Earlier this year I attended the Bisnow Multifamily Summit in Houston to discuss insights on several topics related to the multifamily industry. There were a few key takeaways from the meeting about changes in the Houston multifamily development and construction market that I’d like to share.

The market has embraced individuals who are “renters-by-choice”

After the Great Recession, attitudes toward homeownership changed. The “American Dream” is now more about financial stability and less about being a homeowner. The multifamily market will continue to see an increase in growth with more Millennials choosing to postpone homeownership and opting to stay in apartments longer while Baby Boomers are choosing to downsize from their homes to apartments after retirement.

The largest obstacle is the cost of construction

According to industry experts, two of the biggest challenges facing Houston’s construction industry are the rising cost of building materials and a shortage of skilled labor. The Associated General Contractors of America reported that, nationally, the price of concrete is up 4% from last year. Other materials that have increased in price include lumber and plywood, up 11%, gypsum, which is used for interior wall and ceiling coverings, up 8%, and steel, up 4%.
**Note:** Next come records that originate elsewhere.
use assert_cmd::Command;
use predicates::prelude::*;
use tempfile::TempDir;

fn rastergrid_cmd() -> Command {
    Command::cargo_bin("rastergrid").expect("binary exists")
}

#[test]
fn rastergrid_help_prints_usage() {
    rastergrid_cmd()
        .arg("--help")
        .assert()
        .success()
        .stdout(predicate::str::contains(
            "Interactive comparison of classic grid rasterization algorithms",
        ));
}

#[test]
fn no_flags_prints_script_directives() {
    rastergrid_cmd()
        .assert()
        .success()
        .stdout(predicate::str::contains("Script directives:"));
}

#[test]
fn compare_prints_bresenham_cells() {
    rastergrid_cmd()
        .args(["--compare", "0,0,5,2"])
        .assert()
        .success()
        .stdout(predicate::str::contains(
            "Bresenham: (0, 0) (1, 0) (2, 1) (3, 1) (4, 2) (5, 2)",
        ));
}

#[test]
fn compare_json_is_parseable() {
    let output = rastergrid_cmd()
        .args(["--compare", "0,0,2,1", "--json"])
        .output()
        .unwrap();
    assert!(output.status.success());

    let report: serde_json::Value = serde_json::from_slice(&output.stdout).unwrap();
    let entries = report.as_array().unwrap();
    assert_eq!(entries.len(), 3);
    assert_eq!(entries[1]["algorithm"], "DDA");
    assert_eq!(entries[1]["points"][1], serde_json::json!({ "x": 1, "y": 0 }));
}

#[test]
fn circle_rejects_negative_radius() {
    rastergrid_cmd()
        .args(["--circle", "0,0,-3"])
        .assert()
        .failure()
        .stderr(predicate::str::contains("radius must not be negative"));
}

#[test]
fn compare_rejects_malformed_segment() {
    rastergrid_cmd()
        .args(["--compare", "1,2,3"])
        .assert()
        .failure()
        .stderr(predicate::str::contains("expected 4 comma-separated integers"));
}

#[test]
fn compare_rejects_coordinates_past_limit() {
    rastergrid_cmd()
        .args(["--compare", "0,0,2000000000,1"])
        .assert()
        .failure()
        .stderr(predicate::str::contains("coordinate 2000000000 is outside"));
}

#[test]
fn circle_rejects_radius_past_limit() {
    rastergrid_cmd()
        .args(["--circle", "100,60,2147483600"])
        .assert()
        .failure()
        .stderr(predicate::str::contains("radius must be at most 10000"));
}

#[test]
fn replay_survives_huge_radius_entry() {
    let temp = TempDir::new().unwrap();
    let script = temp.path().join("events.txt");
    // Circle tool row, radius box, oversized radius, then a circle click
    std::fs::write(
        &script,
        "click 650 225\nclick 615 60\ntype 2147483600\nkey enter\nclick 502 302\ntick\n",
    )
    .unwrap();

    rastergrid_cmd()
        .env("XDG_CONFIG_HOME", temp.path())
        .arg("--replay")
        .arg(&script)
        .arg("--output")
        .arg(temp.path().join("frame.png"))
        .assert()
        .success()
        .stdout(predicate::str::contains("8 cells"));
}

#[test]
fn realtime_requires_replay() {
    rastergrid_cmd()
        .arg("--realtime")
        .assert()
        .failure()
        .stderr(predicate::str::contains(
            "required arguments were not provided",
        ));
}

#[test]
fn replay_writes_png() {
    let temp = TempDir::new().unwrap();
    let script = temp.path().join("events.txt");
    let output = temp.path().join("frame.png");
    std::fs::write(&script, "click 2 2\ntick\nclick 27 12\ntick\nclose\n").unwrap();

    rastergrid_cmd()
        .env("XDG_CONFIG_HOME", temp.path())
        .arg("--replay")
        .arg(&script)
        .arg("--output")
        .arg(&output)
        .assert()
        .success()
        .stdout(predicate::str::contains("6 cells"));

    let bytes = std::fs::read(&output).unwrap();
    assert!(bytes.starts_with(b"\x89PNG"));
}

#[test]
fn replay_reports_script_line_on_error() {
    let temp = TempDir::new().unwrap();
    let script = temp.path().join("events.txt");
    std::fs::write(&script, "tick\nwiggle 1 2\n").unwrap();

    rastergrid_cmd()
        .env("XDG_CONFIG_HOME", temp.path())
        .arg("--replay")
        .arg(&script)
        .arg("--output")
        .arg(temp.path().join("frame.png"))
        .assert()
        .failure()
        .stderr(predicate::str::contains("line 2: unknown directive 'wiggle'"));
}

#[test]
fn replay_uses_explicit_config() {
    let temp = TempDir::new().unwrap();
    let config = temp.path().join("custom.toml");
    let script = temp.path().join("events.txt");
    std::fs::write(&config, "[grid]\ncell_size = 10\n").unwrap();
    // With 10 px cells these pixels land on cells (0, 0) and (5, 2)
    std::fs::write(&script, "click 5 5\nclick 55 25\n").unwrap();

    rastergrid_cmd()
        .env("XDG_CONFIG_HOME", temp.path())
        .arg("--config")
        .arg(&config)
        .arg("--replay")
        .arg(&script)
        .arg("--output")
        .arg(temp.path().join("frame.png"))
        .assert()
        .success()
        .stdout(predicate::str::contains("6 cells"));
}

#[test]
fn init_config_uses_temp_config_home() {
    let temp = TempDir::new().unwrap();

    rastergrid_cmd()
        .env("XDG_CONFIG_HOME", temp.path())
        .arg("--init-config")
        .assert()
        .success()
        .stdout(predicate::str::contains("Wrote example config"));

    let written = std::fs::read_to_string(temp.path().join("rastergrid/config.toml")).unwrap();
    assert!(written.contains("[grid]"));

    rastergrid_cmd()
        .env("XDG_CONFIG_HOME", temp.path())
        .arg("--init-config")
        .assert()
        .failure()
        .stderr(predicate::str::contains("already exists"));
}

#[test]
fn schema_dump_writes_file() {
    let temp = TempDir::new().unwrap();
    let path = temp.path().join("schema.json");

    Command::cargo_bin("dump_config_schema")
        .unwrap()
        .arg("--output")
        .arg(&path)
        .assert()
        .success();

    let schema: serde_json::Value =
        serde_json::from_str(&std::fs::read_to_string(&path).unwrap()).unwrap();
    assert!(schema["properties"]["grid"].is_object());
}
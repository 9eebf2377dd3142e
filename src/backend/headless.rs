// Headless backend: replays a scripted event stream and renders off-screen
use anyhow::{Context, Result};
use log::{debug, info};
use std::fs::File;
use std::path::Path;
use std::thread;
use std::time::{Duration, Instant};

use crate::config::Config;
use crate::draw::{CairoRenderer, Palette, render_frame};
use crate::input::{InputState, Layout};
use crate::script::EventScript;

/// What a finished replay produced.
#[derive(Debug, Clone, PartialEq)]
pub struct ReplaySummary {
    /// Frames rendered
    pub frames: usize,
    /// Events fed to the state machine
    pub events: usize,
    /// Cells in the history after the last frame
    pub points: usize,
    /// Last algorithm run duration in seconds
    pub last_execution_secs: f64,
    /// Whether a close event ended the replay early
    pub closed: bool,
}

/// Keeps ticks at a fixed rate when replaying in real time.
struct FrameClock {
    frame_time: Duration,
    next_frame: Instant,
}

impl FrameClock {
    fn new(frame_rate: u32) -> Self {
        Self {
            frame_time: Duration::from_secs(1) / frame_rate.max(1),
            next_frame: Instant::now(),
        }
    }

    /// Sleeps until the next frame is due.
    fn wait(&mut self) {
        self.next_frame += self.frame_time;
        let now = Instant::now();
        if self.next_frame > now {
            thread::sleep(self.next_frame - now);
        } else {
            // Running behind; don't try to catch up with a burst
            self.next_frame = now;
        }
    }
}

/// Headless backend state
pub struct HeadlessBackend {
    surface: cairo::ImageSurface,
    palette: Palette,
    frame_rate: u32,
    input_state: InputState,
}

impl HeadlessBackend {
    pub fn new(config: &Config) -> Result<Self> {
        let layout = Layout::from_config(config);
        let surface = cairo::ImageSurface::create(
            cairo::Format::ARgb32,
            layout.window_width(),
            layout.window_height(),
        )
        .context("Failed to create Cairo surface")?;

        info!(
            "Created {}x{} surface ({}x{} cells of {} px, sidebar {} px)",
            layout.window_width(),
            layout.window_height(),
            layout.grid_width,
            layout.grid_height,
            layout.cell_size,
            layout.sidebar_width
        );

        Ok(Self {
            surface,
            palette: Palette::from_config(&config.colors),
            frame_rate: config.performance.frame_rate,
            input_state: InputState::new(layout),
        })
    }

    pub fn input_state(&self) -> &InputState {
        &self.input_state
    }

    pub fn surface(&self) -> &cairo::ImageSurface {
        &self.surface
    }

    /// Runs the frame loop over every tick of the script.
    ///
    /// Each tick feeds its events through the state machine in order, then
    /// redraws the whole frame. A close event stops the loop after the
    /// current frame has been drawn.
    pub fn run(&mut self, script: &EventScript, realtime: bool) -> Result<ReplaySummary> {
        let mut clock = realtime.then(|| FrameClock::new(self.frame_rate));
        let mut frames = 0;
        let mut events = 0;

        for tick in script.ticks() {
            for event in tick {
                self.input_state.handle_event(*event);
                events += 1;
            }

            self.render()?;
            frames += 1;

            if self.input_state.should_exit {
                info!("Exit requested, stopping replay after frame {frames}");
                break;
            }

            if let Some(clock) = clock.as_mut() {
                clock.wait();
            }
        }

        // A script without ticks still produces one frame
        if frames == 0 {
            self.render()?;
            frames = 1;
        }

        Ok(ReplaySummary {
            frames,
            events,
            points: self.input_state.history.len(),
            last_execution_secs: self.input_state.history.last_execution_secs(),
            closed: self.input_state.should_exit,
        })
    }

    fn render(&mut self) -> Result<()> {
        let ctx = cairo::Context::new(&self.surface).context("Failed to create Cairo context")?;
        let mut renderer = CairoRenderer::new(&ctx, self.input_state.layout, self.palette);
        render_frame(&mut renderer, &self.input_state, self.palette.points);
        debug!(
            "Rendered frame with {} cells",
            self.input_state.history.len()
        );
        Ok(())
    }

    /// Writes the most recent frame as a PNG file.
    pub fn write_png(&self, path: &Path) -> Result<()> {
        self.surface.flush();
        let mut file = File::create(path)
            .with_context(|| format!("Failed to create {}", path.display()))?;
        self.surface
            .write_to_png(&mut file)
            .with_context(|| format!("Failed to write PNG to {}", path.display()))?;
        info!("Wrote frame to {}", path.display());
        Ok(())
    }
}
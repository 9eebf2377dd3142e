//! Input handling and tool state machine.
//!
//! This module translates pixel-space mouse clicks and key presses into
//! algorithm runs. It maintains the selected algorithm, the pending gesture,
//! the radius text box, and the history every completed gesture appends to.

pub mod events;
pub mod layout;
pub mod state;
pub mod tool;

// Re-export commonly used types at module level
pub use events::{InputEvent, Key, MouseButton};
pub use layout::{Layout, Region, SidebarHit};
pub use state::{DrawingState, InputState, PendingGesture, RadiusInput};
pub use tool::{Algorithm, SidebarItem};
As the cost of individual materials continues to rise, the overall cost of a project will continue to rise as well. The Fingers Company, a featured speaker at the Bisnow Multifamily Summit, has been a part of the Houston multifamily construction industry for quite some time and builds its own projects. The company posted the following numbers as the average cost per square foot for a comparable product:

  • 2011 – $65
  • 2013 – $83.50
  • 2015 – $102 (projected cost)

The labor shortage in Houston has become so severe that builders are stationing guards on jobsites to keep competitors who are offering to pay workers more from poaching workers. Developers are seeing an increase in scheduling delays and cost overruns as a result of a smaller job pool.

The city has seen a rental rate increase in high-rise apartments with $2,700 being the average rent for a 900 sq. ft. unit

Another obstacle faced by multifamily developers is that they are running out of lots available to build on in the city. It is predicted that there is a two-month supply remaining, primarily in upscale neighborhoods. The growing population and rising land prices are forcing developers to build upward. With so many apartment projects coming down the pipeline, this growing demand for more apartment units is, in turn, driving rental prices higher.

According to The Houston Business Journal, the Houston multifamily market will continue to grow in 2015. Developers are rushing to build new apartments to keep up with the city’s strong job growth, which is attracting thousands of new residents. Today, one in three properties in Houston is a rental property, and experts believe that one new apartment unit is necessary for every five or six jobs created.